What to do:
Search the data for the word "params" and copy every line where it occurs.

Stored data:
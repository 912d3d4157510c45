use criterion::{black_box, criterion_group, criterion_main, BenchmarkId, Criterion};
use strata_reflect::{ClassBuilder, ClassRef, MetaContext, MetaObject, PropertyTokenizer, TypeRef, Value};

fn order_class() -> ClassRef {
    let address = ClassBuilder::new("Address")
        .property("city", TypeRef::Str)
        .build();
    let customer = ClassBuilder::new("Customer")
        .property("name", TypeRef::Str)
        .property("address", TypeRef::bean(&address))
        .build();
    ClassBuilder::new("Order")
        .property("id", TypeRef::Long)
        .property("customer", TypeRef::bean(&customer))
        .property("tags", TypeRef::list_of(TypeRef::Str))
        .build()
}

fn bench_tokenizer(c: &mut Criterion) {
    c.bench_function("tokenize_path", |b| {
        b.iter(|| {
            PropertyTokenizer::new(black_box("orders[12].customer.address.city"))
                .segments()
                .count()
        });
    });
}

fn bench_get_value(c: &mut Criterion) {
    let class = order_class();
    let ctx = MetaContext::default();
    let meta = MetaObject::with_context(Value::object(&class), ctx);
    meta.set_value("customer.address.city", Value::from("Oslo")).unwrap();
    meta.set_value("tags", Value::list(vec![Value::from("a"), Value::from("b")]))
        .unwrap();

    let mut group = c.benchmark_group("get_value");
    for path in ["id", "customer.name", "customer.address.city", "tags[1]"] {
        group.bench_with_input(BenchmarkId::from_parameter(path), &path, |b, path| {
            b.iter(|| meta.get_value(black_box(path)).unwrap());
        });
    }
    group.finish();
}

fn bench_set_value(c: &mut Criterion) {
    let class = order_class();
    let ctx = MetaContext::default();

    c.bench_function("set_value_existing", |b| {
        let meta = MetaObject::with_context(Value::object(&class), ctx.clone());
        meta.set_value("customer.name", Value::from("x")).unwrap();
        b.iter(|| meta.set_value(black_box("customer.name"), Value::from("y")).unwrap());
    });

    c.bench_function("set_value_vivify", |b| {
        b.iter(|| {
            let meta = MetaObject::with_context(Value::object(&class), ctx.clone());
            meta.set_value(black_box("customer.address.city"), Value::from("Rome"))
                .unwrap();
        });
    });
}

criterion_group!(benches, bench_tokenizer, bench_get_value, bench_set_value);
criterion_main!(benches);
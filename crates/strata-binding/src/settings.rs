//! Runtime settings (strata.toml)

use std::collections::BTreeMap;
use std::path::Path;

use serde::{Deserialize, Serialize};

use crate::error::BindingResult;

/// Settings that shape reflection and property navigation
///
/// ```toml
/// reflector_cache_enabled = true
/// auto_grow_collections = true
/// map_underscore_to_camel_case = true
///
/// [object_factory_properties]
/// capacity = "16"
/// ```
#[derive(Debug, Clone, PartialEq, Eq, Serialize, Deserialize)]
#[serde(default, deny_unknown_fields)]
pub struct Settings {
    /// Cache one reflector per class
    pub reflector_cache_enabled: bool,

    /// Grow lists on indexed writes past their end
    pub auto_grow_collections: bool,

    /// Ignore underscores when resolving property names (`user_name` -> `userName`)
    pub map_underscore_to_camel_case: bool,

    /// Properties handed to the object factory
    pub object_factory_properties: BTreeMap<String, String>,
}

impl Default for Settings {
    fn default() -> Self {
        Self {
            reflector_cache_enabled: true,
            auto_grow_collections: false,
            map_underscore_to_camel_case: false,
            object_factory_properties: BTreeMap::new(),
        }
    }
}

impl Settings {
    /// Parse settings from TOML text
    pub fn from_toml_str(content: &str) -> BindingResult<Self> {
        Ok(toml::from_str(content)?)
    }

    /// Load settings from a TOML file
    pub fn from_file(path: impl AsRef<Path>) -> BindingResult<Self> {
        let content = std::fs::read_to_string(path)?;
        Self::from_toml_str(&content)
    }

    /// Serialize to TOML text
    pub fn to_toml_string(&self) -> BindingResult<String> {
        Ok(toml::to_string_pretty(self)?)
    }
}
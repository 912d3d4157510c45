//! Session seen by mapper dispatch

use std::sync::Arc;

use crate::configuration::Configuration;

/// Unit of work a bound mapper executes against.
///
/// Sessions are supplied by the caller. Bound mappers keep a session alive
/// but never close it.
pub trait Session: Send + Sync {
    /// Configuration shared by this session
    fn configuration(&self) -> &Arc<Configuration>;
}
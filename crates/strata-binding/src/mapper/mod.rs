//! Mapper binding and dispatch

mod interface;
mod proxy;
mod registry;

pub use interface::{
    object_method, DefaultMethodBody, MapperInterface, MapperInterfaceBuilder, MapperMethod,
    MethodKey, OBJECT_CONTRACT,
};
pub use proxy::{MapperProxy, MapperProxyFactory};
pub use registry::{Mapper, MapperRegistry};
impl Reflector {
    /// Build the property tables for `class`
    pub fn new(class: &ClassRef) -> Self {
        let methods = collect_methods(class);

        let mut getter_candidates: FxHashMap<String, Vec<Arc<MethodDef>>> = FxHashMap::default();
        let mut setter_candidates: FxHashMap<String, Vec<Arc<MethodDef>>> = FxHashMap::default();
        for method in &methods {
            let name = method.name();
            let candidates = if method.params().is_empty()
                && *method.return_type() != TypeRef::Void
                && namer::is_getter(name)
            {
                &mut getter_candidates
            } else if method.params().len() == 1 && namer::is_setter(name) {
                &mut setter_candidates
            } else {
                continue;
            };
            if let Some(property) = namer::method_to_property(name) {
                candidates.entry(property).or_default().push(method.clone());
            }
        }

        let mut ambiguous: Vec<String> = Vec::new();

        let mut get_invokers = FxHashMap::default();
        for (property, candidates) in getter_candidates {
            match resolve_getter(&candidates) {
                Some(method) => {
                    get_invokers.insert(
                        property.clone(),
                        Invoker::getter_method(class, &property, method),
                    );
                }
                None => {
                    log::warn!(
                        "Dropping ambiguous getter '{}' of '{}': {}",
                        property,
                        class.name(),
                        describe(&candidates)
                    );
                    ambiguous.push(property);
                }
            }
        }

        let mut set_invokers = FxHashMap::default();
        for (property, candidates) in setter_candidates {
            let getter_type = get_invokers.get(&property).map(Invoker::ty);
            match resolve_setter(&candidates, getter_type) {
                Some(method) => {
                    set_invokers.insert(
                        property.clone(),
                        Invoker::setter_method(class, &property, method),
                    );
                }
                None => {
                    log::warn!(
                        "Dropping ambiguous setter '{}' of '{}': {}",
                        property,
                        class.name(),
                        describe(&candidates)
                    );
                    ambiguous.push(property);
                }
            }
        }

        // Fields of subclasses shadow same-named fields further up.
        for field in class.hierarchy().flat_map(|c| c.declared_fields()) {
            if ambiguous.contains(&field.name) {
                continue;
            }
            if !get_invokers.contains_key(&field.name) {
                get_invokers.insert(
                    field.name.clone(),
                    Invoker::get_field(class, &field.name, field.slot, field.ty.clone()),
                );
            }
            if !field.is_final && !set_invokers.contains_key(&field.name) {
                set_invokers.insert(
                    field.name.clone(),
                    Invoker::set_field(class, &field.name, field.slot, field.ty.clone()),
                );
            }
        }

        let mut readable: Vec<String> = get_invokers.keys().cloned().collect();
        readable.sort();
        let mut writable: Vec<String> = set_invokers.keys().cloned().collect();
        writable.sort();

        let mut case_insensitive = FxHashMap::default();
        for name in readable.iter().chain(writable.iter()) {
            case_insensitive.insert(name.to_lowercase(), name.clone());
        }

        let has_default_constructor = !class.is_abstract()
            && !class.is_interface()
            && class.find_constructor(&[]).is_some();

        log::debug!(
            "Built reflector for '{}': {} readable, {} writable",
            class.name(),
            readable.len(),
            writable.len()
        );

        Self {
            class: class.clone(),
            readable,
            writable,
            get_invokers,
            set_invokers,
            case_insensitive,
            has_default_constructor,
        }
    }

    /// Reflected class
    pub fn class(&self) -> &ClassRef {
        &self.class
    }

    /// Whether the class can be instantiated without arguments
    pub fn has_default_constructor(&self) -> bool {
        self.has_default_constructor
    }

    /// Readable property names, sorted
    pub fn readable_property_names(&self) -> &[String] {
        &self.readable
    }

    /// Writable property names, sorted
    pub fn writable_property_names(&self) -> &[String] {
        &self.writable
    }

    /// Canonical spelling of a property name, matched case-insensitively
    pub fn find_property_name(&self, name: &str) -> Option<&str> {
        self.case_insensitive
            .get(&name.to_lowercase())
            .map(String::as_str)
    }

    fn lookup<'s>(
        &'s self,
        invokers: &'s FxHashMap<String, Invoker>,
        name: &str,
    ) -> Option<&'s Invoker> {
        invokers.get(name).or_else(|| {
            self.find_property_name(name)
                .and_then(|canonical| invokers.get(canonical))
        })
    }

    /// Getter invoker for a property
    pub fn get_get_invoker(&self, name: &str) -> ReflectionResult<&Invoker> {
        self.lookup(&self.get_invokers, name)
            .ok_or_else(|| ReflectionError::no_getter(self.class.name(), name))
    }

    /// Setter invoker for a property
    pub fn get_set_invoker(&self, name: &str) -> ReflectionResult<&Invoker> {
        self.lookup(&self.set_invokers, name)
            .ok_or_else(|| ReflectionError::no_setter(self.class.name(), name))
    }

    /// Type returned by the getter
    pub fn getter_type(&self, name: &str) -> ReflectionResult<&TypeRef> {
        self.get_get_invoker(name).map(Invoker::ty)
    }

    /// Type accepted by the setter
    pub fn setter_type(&self, name: &str) -> ReflectionResult<&TypeRef> {
        self.get_set_invoker(name).map(Invoker::ty)
    }

    /// Check for a readable property
    pub fn has_getter(&self, name: &str) -> bool {
        self.lookup(&self.get_invokers, name).is_some()
    }

    /// Check for a writable property
    pub fn has_setter(&self, name: &str) -> bool {
        self.lookup(&self.set_invokers, name).is_some()
    }
}

impl std::fmt::Debug for Reflector {
    fn fmt(&self, f: &mut std::fmt::Formatter<'_>) -> std::fmt::Result {
        f.debug_struct("Reflector")
            .field("class", &self.class.name())
            .field("readable", &self.readable)
            .field("writable", &self.writable)
            .finish()
    }
}

/// Methods visible on `class`, most derived declaration first. A bridge
/// method only survives when nothing else has its signature.
fn collect_methods(class: &ClassRef) -> Vec<Arc<MethodDef>> {
    let mut by_signature: FxHashMap<String, Arc<MethodDef>> = FxHashMap::default();
    let mut order = Vec::new();
    let all: Vec<&Arc<MethodDef>> = class
        .hierarchy()
        .flat_map(|c| c.declared_methods())
        .collect();

    for method in all.iter().filter(|m| !m.is_synthetic()) {
        let signature = method.signature();
        if !by_signature.contains_key(&signature) {
            order.push(signature.clone());
            by_signature.insert(signature, Arc::clone(method));
        }
    }
    for method in all.iter().filter(|m| m.is_synthetic()) {
        let signature = method.signature();
        if !by_signature.contains_key(&signature) {
            order.push(signature.clone());
            by_signature.insert(signature, Arc::clone(method));
        }
    }

    order
        .into_iter()
        .filter_map(|signature| by_signature.remove(&signature))
        .collect()
}
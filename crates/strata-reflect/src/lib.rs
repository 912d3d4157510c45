//! Strata Reflect - runtime class model and property-path navigation
//!
//! Domain classes are described at runtime with [`ClassBuilder`]; their
//! instances are [`Value`]s. On top of that model this crate provides:
//!
//! - [`Reflector`]: per-class property tables (getters, setters, types),
//!   cached by a [`ReflectorFactory`]
//! - [`ObjectFactory`]: creation of beans and containers from a [`TypeRef`]
//! - [`PropertyTokenizer`]: splitting of paths like `orders[0].customer.name`
//! - [`MetaObject`] and [`MetaClass`]: reading, writing and inspecting
//!   nested properties through such paths
//!
//! # Example
//!
//! ```ignore
//! use strata_reflect::{ClassBuilder, MetaContext, MetaObject, TypeRef, Value};
//!
//! let address = ClassBuilder::new("Address").property("city", TypeRef::Str).build();
//! let user = ClassBuilder::new("User")
//!     .property("address", TypeRef::bean(&address))
//!     .build();
//!
//! let meta = MetaObject::with_context(Value::object(&user), MetaContext::default());
//! meta.set_value("address.city", Value::from("Lisbon"))?;
//! assert_eq!(meta.get_value("address.city")?, Value::from("Lisbon"));
//! ```

#![warn(missing_docs)]

pub mod class;
pub mod error;
pub mod invoker;
pub mod meta_class;
pub mod meta_object;
pub mod object_factory;
pub mod property;
pub mod reflector;
pub mod reflector_factory;
pub mod types;
pub mod value;
pub mod wrapper;

pub use class::{Class, ClassBuilder, ClassId, ClassRef, ConstructorDef, FieldDef, MethodDef};
pub use error::{Accessor, ReflectionError, ReflectionResult};
pub use invoker::Invoker;
pub use meta_class::MetaClass;
pub use meta_object::{MetaContext, MetaObject};
pub use object_factory::{DefaultObjectFactory, ObjectFactory};
pub use property::{PropertyTokenizer, Segments};
pub use reflector::Reflector;
pub use reflector_factory::{DefaultReflectorFactory, ReflectorFactory};
pub use types::{CollectionKind, TypeRef};
pub use value::{
    ArrayData, ArrayRef, ListData, ListRef, MapData, MapRef, Object, ObjectRef, SetData, SetItems,
    SetRef, Shared, Value,
};
pub use wrapper::{
    BeanWrapper, CollectionWrapper, DefaultObjectWrapperFactory, MapWrapper, NullWrapper,
    ObjectWrapper, ObjectWrapperFactory, ScalarWrapper,
};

Exercise result:
            let candidates = if method.params().is_empty()
            } else if method.params().len() == 1 && namer::is_setter(name) {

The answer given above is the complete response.